-- Provided entries follows --
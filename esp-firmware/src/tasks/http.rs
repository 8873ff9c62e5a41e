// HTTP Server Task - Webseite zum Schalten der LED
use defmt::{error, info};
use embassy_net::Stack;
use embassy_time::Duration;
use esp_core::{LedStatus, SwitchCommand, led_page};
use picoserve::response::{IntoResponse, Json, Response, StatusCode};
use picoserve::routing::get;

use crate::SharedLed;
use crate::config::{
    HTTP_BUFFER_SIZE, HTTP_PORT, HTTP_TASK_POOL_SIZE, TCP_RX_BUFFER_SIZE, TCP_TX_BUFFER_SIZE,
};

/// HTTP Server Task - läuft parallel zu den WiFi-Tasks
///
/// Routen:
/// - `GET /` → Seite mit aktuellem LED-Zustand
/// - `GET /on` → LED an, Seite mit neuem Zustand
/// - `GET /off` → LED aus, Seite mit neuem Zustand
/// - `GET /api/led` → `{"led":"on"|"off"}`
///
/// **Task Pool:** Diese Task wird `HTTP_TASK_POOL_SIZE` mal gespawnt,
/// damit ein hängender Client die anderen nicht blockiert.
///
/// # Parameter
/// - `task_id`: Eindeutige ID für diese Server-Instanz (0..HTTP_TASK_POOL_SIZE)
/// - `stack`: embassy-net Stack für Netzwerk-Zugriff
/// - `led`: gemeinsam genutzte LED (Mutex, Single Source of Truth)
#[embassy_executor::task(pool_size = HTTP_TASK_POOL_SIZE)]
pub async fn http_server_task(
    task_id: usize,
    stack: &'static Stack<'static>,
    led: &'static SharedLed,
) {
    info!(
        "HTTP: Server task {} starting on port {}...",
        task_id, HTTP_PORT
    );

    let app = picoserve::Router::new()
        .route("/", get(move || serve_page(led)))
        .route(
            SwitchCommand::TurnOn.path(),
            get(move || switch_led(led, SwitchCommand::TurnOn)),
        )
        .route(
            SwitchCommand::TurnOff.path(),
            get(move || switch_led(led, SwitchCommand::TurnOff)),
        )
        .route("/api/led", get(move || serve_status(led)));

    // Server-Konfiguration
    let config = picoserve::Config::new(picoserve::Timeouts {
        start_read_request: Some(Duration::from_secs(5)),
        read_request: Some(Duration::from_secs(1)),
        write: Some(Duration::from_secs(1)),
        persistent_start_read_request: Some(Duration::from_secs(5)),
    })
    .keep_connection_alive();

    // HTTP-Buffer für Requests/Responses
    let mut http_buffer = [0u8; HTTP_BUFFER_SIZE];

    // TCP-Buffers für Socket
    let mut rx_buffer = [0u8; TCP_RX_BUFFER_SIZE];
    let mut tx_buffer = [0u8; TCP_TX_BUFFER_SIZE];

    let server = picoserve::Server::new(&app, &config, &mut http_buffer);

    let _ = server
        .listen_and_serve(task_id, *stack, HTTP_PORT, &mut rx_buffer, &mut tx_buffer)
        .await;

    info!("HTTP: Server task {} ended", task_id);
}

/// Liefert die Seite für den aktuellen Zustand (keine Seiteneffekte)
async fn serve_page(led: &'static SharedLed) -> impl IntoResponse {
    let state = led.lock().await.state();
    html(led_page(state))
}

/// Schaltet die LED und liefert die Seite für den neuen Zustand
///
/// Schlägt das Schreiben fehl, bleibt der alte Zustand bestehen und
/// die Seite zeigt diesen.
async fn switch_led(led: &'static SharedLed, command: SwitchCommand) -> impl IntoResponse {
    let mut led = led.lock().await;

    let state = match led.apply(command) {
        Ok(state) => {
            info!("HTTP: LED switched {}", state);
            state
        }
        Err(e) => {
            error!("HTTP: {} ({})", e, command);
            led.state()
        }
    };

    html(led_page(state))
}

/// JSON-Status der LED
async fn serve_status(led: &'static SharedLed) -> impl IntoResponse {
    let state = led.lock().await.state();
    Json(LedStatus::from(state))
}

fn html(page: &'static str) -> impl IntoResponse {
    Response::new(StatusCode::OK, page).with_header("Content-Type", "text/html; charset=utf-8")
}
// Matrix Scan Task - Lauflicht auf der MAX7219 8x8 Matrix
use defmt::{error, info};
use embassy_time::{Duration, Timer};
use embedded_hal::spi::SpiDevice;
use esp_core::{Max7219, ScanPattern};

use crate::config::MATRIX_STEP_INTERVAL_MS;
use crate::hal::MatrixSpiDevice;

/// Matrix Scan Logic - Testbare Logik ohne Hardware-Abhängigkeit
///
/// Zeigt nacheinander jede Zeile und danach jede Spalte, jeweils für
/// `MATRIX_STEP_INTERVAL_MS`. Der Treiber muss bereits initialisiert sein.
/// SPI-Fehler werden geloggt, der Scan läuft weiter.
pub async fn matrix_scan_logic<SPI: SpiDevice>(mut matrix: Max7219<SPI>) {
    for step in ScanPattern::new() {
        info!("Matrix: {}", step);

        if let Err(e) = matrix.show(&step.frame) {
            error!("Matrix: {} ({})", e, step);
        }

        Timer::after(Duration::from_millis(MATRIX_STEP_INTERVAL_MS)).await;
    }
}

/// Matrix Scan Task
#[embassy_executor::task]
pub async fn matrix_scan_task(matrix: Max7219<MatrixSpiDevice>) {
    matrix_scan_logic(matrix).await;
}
-- Provided entries concluded --
-- Provided entries follows --
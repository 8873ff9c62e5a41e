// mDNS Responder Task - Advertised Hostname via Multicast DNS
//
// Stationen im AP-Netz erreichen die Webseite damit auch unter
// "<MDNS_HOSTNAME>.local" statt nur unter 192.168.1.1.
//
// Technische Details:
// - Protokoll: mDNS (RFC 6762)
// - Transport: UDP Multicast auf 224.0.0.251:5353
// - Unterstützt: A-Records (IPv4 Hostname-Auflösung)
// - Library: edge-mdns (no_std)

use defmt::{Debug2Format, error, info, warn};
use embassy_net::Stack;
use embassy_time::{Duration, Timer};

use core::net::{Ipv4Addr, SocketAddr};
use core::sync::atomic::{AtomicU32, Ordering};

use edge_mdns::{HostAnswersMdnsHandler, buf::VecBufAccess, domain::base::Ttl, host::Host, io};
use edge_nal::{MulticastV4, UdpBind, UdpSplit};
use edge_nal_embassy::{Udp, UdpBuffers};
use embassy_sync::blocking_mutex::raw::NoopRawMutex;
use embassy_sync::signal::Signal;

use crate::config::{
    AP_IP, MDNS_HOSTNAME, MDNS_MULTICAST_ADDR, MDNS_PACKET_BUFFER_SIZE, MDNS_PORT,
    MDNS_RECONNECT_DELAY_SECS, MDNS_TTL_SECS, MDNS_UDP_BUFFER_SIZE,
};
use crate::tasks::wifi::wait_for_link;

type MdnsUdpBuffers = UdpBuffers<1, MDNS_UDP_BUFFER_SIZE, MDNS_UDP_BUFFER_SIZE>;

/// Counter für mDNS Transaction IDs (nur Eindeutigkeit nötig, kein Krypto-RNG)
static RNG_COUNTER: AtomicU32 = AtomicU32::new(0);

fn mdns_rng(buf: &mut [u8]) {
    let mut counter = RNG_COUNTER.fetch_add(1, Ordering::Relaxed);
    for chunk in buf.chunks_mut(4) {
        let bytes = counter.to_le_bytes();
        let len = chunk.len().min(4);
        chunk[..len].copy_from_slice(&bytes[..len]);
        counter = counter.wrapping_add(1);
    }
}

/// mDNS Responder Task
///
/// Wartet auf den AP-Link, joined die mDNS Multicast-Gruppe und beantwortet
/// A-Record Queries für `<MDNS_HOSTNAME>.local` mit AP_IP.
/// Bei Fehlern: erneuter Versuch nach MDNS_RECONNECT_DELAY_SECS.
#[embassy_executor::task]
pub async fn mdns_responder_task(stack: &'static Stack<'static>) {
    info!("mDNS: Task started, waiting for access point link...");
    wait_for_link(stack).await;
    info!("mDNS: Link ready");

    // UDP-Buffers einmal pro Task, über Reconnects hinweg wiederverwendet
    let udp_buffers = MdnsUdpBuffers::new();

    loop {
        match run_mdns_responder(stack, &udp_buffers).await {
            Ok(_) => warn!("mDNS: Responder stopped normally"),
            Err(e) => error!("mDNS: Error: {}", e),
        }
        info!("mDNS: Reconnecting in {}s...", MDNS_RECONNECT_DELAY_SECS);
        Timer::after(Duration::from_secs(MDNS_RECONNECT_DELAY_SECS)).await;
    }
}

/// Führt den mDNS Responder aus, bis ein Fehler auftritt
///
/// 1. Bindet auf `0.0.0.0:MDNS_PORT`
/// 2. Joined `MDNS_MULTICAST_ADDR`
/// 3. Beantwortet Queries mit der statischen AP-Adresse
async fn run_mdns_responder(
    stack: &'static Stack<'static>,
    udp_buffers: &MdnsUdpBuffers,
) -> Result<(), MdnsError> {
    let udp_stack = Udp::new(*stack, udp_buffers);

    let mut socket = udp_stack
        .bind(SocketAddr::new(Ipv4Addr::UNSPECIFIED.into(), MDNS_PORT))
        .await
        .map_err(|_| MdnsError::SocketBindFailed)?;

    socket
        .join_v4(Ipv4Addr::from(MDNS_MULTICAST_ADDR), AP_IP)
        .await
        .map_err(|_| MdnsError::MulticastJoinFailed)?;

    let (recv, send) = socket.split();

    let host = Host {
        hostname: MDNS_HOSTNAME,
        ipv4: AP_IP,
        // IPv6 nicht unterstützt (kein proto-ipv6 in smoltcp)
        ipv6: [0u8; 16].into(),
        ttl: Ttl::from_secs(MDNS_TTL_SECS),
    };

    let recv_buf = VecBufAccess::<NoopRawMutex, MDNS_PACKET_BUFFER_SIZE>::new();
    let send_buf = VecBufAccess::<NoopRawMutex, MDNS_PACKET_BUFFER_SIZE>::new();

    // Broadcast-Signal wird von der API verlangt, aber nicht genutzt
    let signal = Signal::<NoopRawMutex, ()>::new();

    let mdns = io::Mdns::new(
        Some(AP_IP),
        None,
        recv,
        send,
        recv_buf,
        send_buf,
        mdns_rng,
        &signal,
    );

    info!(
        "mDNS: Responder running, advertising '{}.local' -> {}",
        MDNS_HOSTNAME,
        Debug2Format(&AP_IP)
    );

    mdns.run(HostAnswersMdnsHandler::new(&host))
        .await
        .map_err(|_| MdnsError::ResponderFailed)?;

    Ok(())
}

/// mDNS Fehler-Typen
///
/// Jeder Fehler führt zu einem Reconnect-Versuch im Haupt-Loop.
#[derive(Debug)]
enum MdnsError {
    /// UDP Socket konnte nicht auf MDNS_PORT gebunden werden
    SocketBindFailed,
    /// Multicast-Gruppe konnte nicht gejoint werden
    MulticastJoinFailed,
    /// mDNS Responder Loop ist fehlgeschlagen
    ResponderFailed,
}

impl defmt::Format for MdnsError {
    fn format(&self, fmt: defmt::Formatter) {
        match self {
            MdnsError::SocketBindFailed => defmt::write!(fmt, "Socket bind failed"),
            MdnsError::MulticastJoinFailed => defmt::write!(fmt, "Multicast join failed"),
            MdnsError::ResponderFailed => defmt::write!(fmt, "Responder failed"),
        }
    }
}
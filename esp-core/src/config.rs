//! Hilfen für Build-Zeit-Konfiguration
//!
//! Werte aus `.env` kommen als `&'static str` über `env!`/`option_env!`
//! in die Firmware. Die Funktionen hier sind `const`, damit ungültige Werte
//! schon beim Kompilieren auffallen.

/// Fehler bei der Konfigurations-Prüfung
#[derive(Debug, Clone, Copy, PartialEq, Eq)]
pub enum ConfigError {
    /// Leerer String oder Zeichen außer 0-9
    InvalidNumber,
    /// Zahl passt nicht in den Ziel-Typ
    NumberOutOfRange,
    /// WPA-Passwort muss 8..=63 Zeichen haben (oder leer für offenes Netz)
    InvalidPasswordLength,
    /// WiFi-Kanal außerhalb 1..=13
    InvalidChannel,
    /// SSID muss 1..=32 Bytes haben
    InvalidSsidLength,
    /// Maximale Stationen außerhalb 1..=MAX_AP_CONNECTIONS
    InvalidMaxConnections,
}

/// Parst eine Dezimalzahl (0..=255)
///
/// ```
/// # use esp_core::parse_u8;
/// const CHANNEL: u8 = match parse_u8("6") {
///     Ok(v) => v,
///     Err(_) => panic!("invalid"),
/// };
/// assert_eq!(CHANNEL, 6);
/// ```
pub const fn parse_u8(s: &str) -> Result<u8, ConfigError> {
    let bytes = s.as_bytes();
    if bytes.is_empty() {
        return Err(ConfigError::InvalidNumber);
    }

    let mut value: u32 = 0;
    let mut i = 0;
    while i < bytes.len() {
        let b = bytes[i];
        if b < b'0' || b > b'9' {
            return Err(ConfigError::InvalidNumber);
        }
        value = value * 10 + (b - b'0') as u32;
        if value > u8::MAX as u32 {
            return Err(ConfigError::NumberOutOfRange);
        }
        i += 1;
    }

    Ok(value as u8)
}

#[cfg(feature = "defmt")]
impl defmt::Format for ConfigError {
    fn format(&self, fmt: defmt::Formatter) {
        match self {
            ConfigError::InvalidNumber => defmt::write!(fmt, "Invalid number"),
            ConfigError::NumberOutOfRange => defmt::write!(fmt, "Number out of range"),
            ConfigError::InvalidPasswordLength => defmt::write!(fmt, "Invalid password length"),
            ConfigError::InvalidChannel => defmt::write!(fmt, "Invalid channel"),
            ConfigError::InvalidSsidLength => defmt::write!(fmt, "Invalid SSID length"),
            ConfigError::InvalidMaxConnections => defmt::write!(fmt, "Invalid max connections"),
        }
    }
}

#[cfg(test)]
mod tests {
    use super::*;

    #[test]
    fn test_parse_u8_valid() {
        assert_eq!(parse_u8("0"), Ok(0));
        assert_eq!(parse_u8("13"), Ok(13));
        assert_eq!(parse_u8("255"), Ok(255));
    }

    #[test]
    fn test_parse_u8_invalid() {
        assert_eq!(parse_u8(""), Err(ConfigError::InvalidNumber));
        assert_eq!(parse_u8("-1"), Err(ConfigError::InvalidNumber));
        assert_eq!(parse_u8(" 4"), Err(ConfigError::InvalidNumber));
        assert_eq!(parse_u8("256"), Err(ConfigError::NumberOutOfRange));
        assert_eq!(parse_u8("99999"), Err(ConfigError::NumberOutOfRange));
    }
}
-- Provided entries concluded --
» **Task details**
Would you please return all lines from the listing above that contain "after"?

» **Response**
        Timer::after(Duration::from_millis(MATRIX_STEP_INTERVAL_MS)).await;
        Timer::after(Duration::from_secs(MDNS_RECONNECT_DELAY_SECS)).await;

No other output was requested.